Many experimental works have observed that generalization in deep RL appears to be difficult: although RL agents can learn to perform very complex tasks, they don’t seem to generalize over diverse task distributions as well as the excellent generalization of supervised deep nets might lead us to expect. In this blog post, we will aim to explain why generalization in RL is fundamentally harder, and indeed more difficult even in theory.

We will show that attempting to generalize in RL induces implicit partial observability, even when the RL problem we are trying to solve is a standard fully-observed MDP. This induced partial observability can significantly complicate the types of policies needed to generalize well, potentially requiring counterintuitive strategies like information-gathering actions, recurrent non-Markovian behavior, or randomized strategies. Ordinarily, this is not necessary in fully observed MDPs but surprisingly becomes necessary when we consider generalization from a finite training set in a fully observed MDP. This blog post will walk through why partial observability can implicitly arise, what it means for the generalization performance of RL algorithms, and how methods can account for partial observability to generalize well.

## Learning By Example

Before formally analyzing generalization in RL, let’s begin by walking through two examples that illustrate what can make generalizing well in RL problems difficult.

**The Image Guessing Game:** In this game, an RL agent is shown an image each episode, and must guess its label as quickly as possible (Figure 1). Each timestep, the agent makes a guess; if the agent is correct, then the episode ends, but if incorrect, the agent receives a negative reward, and must make another guess *for the same image* at the next timestep. Since each image has a unique label (that is, there is some “true” labelling function $f_{true}: x mapsto y$) and the agent receives the image as observation, this is a *fully-observable* RL environment.

Fig 1. The image guessing game, which requires an agent to repeatedly guess labels for an image until it gets it correct. RL learns policies that guess the same label repeatedly, a strategy that generalizes poorly to test images (bottom row, right).

Suppose we had access to an infinite number of training images, and learned a policy using a standard RL algorithm. This policy will learn to deterministically predict the true label ($y := f_{true}(x)$), since this is the highest return strategy in the MDP (as a sanity check, recall that the optimal policy in an MDP is deterministic and memoryless). If we only have a *limited* set of training images, an RL algorithm will still learn the same strategy, deterministically predicting the label it believes matches the image. But, does this policy generalize well? On an unseen test image, if the agent’s predicted label is correct, the highest possible reward is attained; if incorrect, the agent receives catastrophically low return, since it never guesses the correct label. This catastrophic failure mode is ever-present, since even though modern deep nets improve generalization and reduce the chance of misclassification, error on the **test set** cannot be completely reduced to 0.
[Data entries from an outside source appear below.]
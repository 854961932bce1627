use crate::controller::booking::{BookingError, BookingMap};
use crate::controller::context::DemoContext;
use crate::view;
use actix_web::web::{self, Data};
use actix_web::{HttpResponse, Responder};
use chrono::Utc;
use serde::Deserialize;
use serde_json::json;
use std::collections::HashMap;

// Helper function to get a query parameter with a default value
fn get_param_str<'a>(query: &'a HashMap<String, String>, key: &str) -> &'a str {
    query.get(key).map(|s| s.as_str()).unwrap_or("")
}

fn flag(query: &HashMap<String, String>, key: &str) -> bool {
    match get_param_str(query, key) {
        "1" => true,
        "0" => false,
        other => other.parse().unwrap_or(false), // Default to false
    }
}

fn html(markup: maud::Markup) -> HttpResponse {
    HttpResponse::Ok()
        .content_type("text/html")
        .body(markup.into_string())
}

pub async fn index(ctx: Data<DemoContext>) -> impl Responder {
    html(view::index::render_index_template(&ctx))
}

pub async fn dashboard(
    query: web::Query<HashMap<String, String>>,
    ctx: Data<DemoContext>,
) -> impl Responder {
    if flag(&query, "json") {
        return HttpResponse::Ok().json(json!({
            "user": ctx.current_user,
            "strokes_gained": ctx.strokes_gained,
            "club_stats": ctx.club_stats,
            "recent_sessions": ctx.user_sessions,
            "tracked_shots": ctx.user_shots.len(),
        }));
    }
    html(view::dashboard::render_dashboard_template(&ctx))
}

pub async fn sessions(
    query: web::Query<HashMap<String, String>>,
    ctx: Data<DemoContext>,
) -> impl Responder {
    if flag(&query, "json") {
        return HttpResponse::Ok().json(&ctx.user_sessions);
    }
    html(view::sessions::render_sessions_template(&ctx))
}

pub async fn matching(
    query: web::Query<HashMap<String, String>>,
    ctx: Data<DemoContext>,
) -> impl Responder {
    let limit_str = get_param_str(&query, "limit").trim();
    let matches = if limit_str.is_empty() {
        ctx.peer_matches.clone()
    } else {
        match limit_str.parse::<usize>() {
            Ok(limit) => ctx.matches_with_limit(limit),
            Err(_) => {
                return HttpResponse::BadRequest()
                    .json(json!({"error": "limit must be a non-negative integer"}));
            }
        }
    };

    if flag(&query, "json") {
        return HttpResponse::Ok().json(&matches);
    }
    html(view::matching::render_matching_template(&ctx, &matches))
}

pub async fn improve(
    query: web::Query<HashMap<String, String>>,
    ctx: Data<DemoContext>,
) -> impl Responder {
    if flag(&query, "json") {
        return HttpResponse::Ok().json(&ctx.plan);
    }
    html(view::improve::render_improve_template(&ctx))
}

pub async fn profile(
    query: web::Query<HashMap<String, String>>,
    ctx: Data<DemoContext>,
) -> impl Responder {
    if flag(&query, "json") {
        return HttpResponse::Ok().json(json!({
            "user": ctx.current_user,
            "driver": view::profile::driver_snapshot(&ctx.user_shots),
        }));
    }
    html(view::profile::render_profile_template(&ctx))
}

pub async fn schedule(
    query: web::Query<HashMap<String, String>>,
    ctx: Data<DemoContext>,
    bookings: Data<BookingMap>,
) -> impl Responder {
    let date = match get_param_str(&query, "date").trim() {
        "" => Utc::now().date_naive().format("%Y-%m-%d").to_string(),
        d => d.to_string(),
    };

    let ledger = bookings.read().await;
    let open = match ledger.open_slots(&date) {
        Ok(n) => n,
        Err(e) => return HttpResponse::BadRequest().json(json!({"error": e.to_string()})),
    };
    let day_bookings: Vec<_> = ledger
        .bookings_for_day(&date)
        .into_iter()
        .cloned()
        .collect();

    html(view::schedule::render_schedule_template(
        &ctx,
        &date,
        &day_bookings,
        open,
    ))
}

#[derive(Deserialize)]
pub struct SlotForm {
    pub bay: u8,
    pub date: String,
    pub hour: u8,
}

fn booking_error_response(e: BookingError) -> HttpResponse {
    let body = json!({"error": e.to_string()});
    match e {
        BookingError::SlotTaken => HttpResponse::Conflict().json(body),
        BookingError::NotFound => HttpResponse::NotFound().json(body),
        BookingError::NotYourBooking => HttpResponse::Forbidden().json(body),
        _ => HttpResponse::BadRequest().json(body),
    }
}

pub async fn schedule_book(
    form: web::Form<SlotForm>,
    ctx: Data<DemoContext>,
    bookings: Data<BookingMap>,
) -> impl Responder {
    let mut ledger = bookings.write().await;
    match ledger.book(
        form.bay,
        &form.date,
        form.hour,
        &ctx.current_user.id,
        &ctx.current_user.name,
    ) {
        Ok(_) => HttpResponse::SeeOther()
            .insert_header(("Location", format!("/schedule?date={}", form.date)))
            .finish(),
        Err(e) => booking_error_response(e),
    }
}

pub async fn schedule_cancel(
    form: web::Form<SlotForm>,
    ctx: Data<DemoContext>,
    bookings: Data<BookingMap>,
) -> impl Responder {
    let mut ledger = bookings.write().await;
    match ledger.cancel(form.bay, &form.date, form.hour, &ctx.current_user.id) {
        Ok(_) => HttpResponse::SeeOther()
            .insert_header(("Location", format!("/schedule?date={}", form.date)))
            .finish(),
        Err(e) => booking_error_response(e),
    }
}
Can we do better than this deterministic prediction strategy? Yes, since the learned RL strategy ignores two salient features of the guessing game: 1) the agent receives feedback through an episode as to whether its guesses are correct, and 2) the agent can change its guess in future timesteps. One strategy that better takes advantage of these features is process-of-elimination; first, selecting the label it considers most likely, and if incorrect, eliminating it and adapting to the next most-likely label, and so on. This type of adaptive memory-based strategy, however, can never be learned by a standard RL algorithm like Q-learning, since they optimize MDP objectives and **only** learn deterministic and memoryless policies.

**Maze-Solving:** A staple of RL generalization benchmarks, the maze-solving problem requires an agent to navigate to a goal in a maze given a birds-eye view of the whole maze. This task is fully-observed, since the agent’s observation shows the whole maze. As a result, the optimal policy is memoryless and deterministic: taking the action that moves the agent along the shortest path to the goal. Just as in the image-guessing game, by maximizing return within the training maze layouts, an RL algorithm will learn policies akin to this “optimal” strategy – at any state, deterministically taking the action that it considers most likely to be on the shortest path to the goal.

This RL policy generalizes poorly, since if the learned policy ever chooses an incorrect action, like running into a wall or doubling back on its old path, it will continue to loop the same mistake and never solve the maze. This failure mode is completely avoidable, since even when the RL agent initially takes such an “incorrect” action, after attempting to follow it, the agent *receives information* (e.g. the next observation) as to whether or not this was a good action. To generalize as well as possible, an agent should **adapt** its chosen actions if the original actions led to unexpected outcomes , but this behavior eludes standard RL objectives.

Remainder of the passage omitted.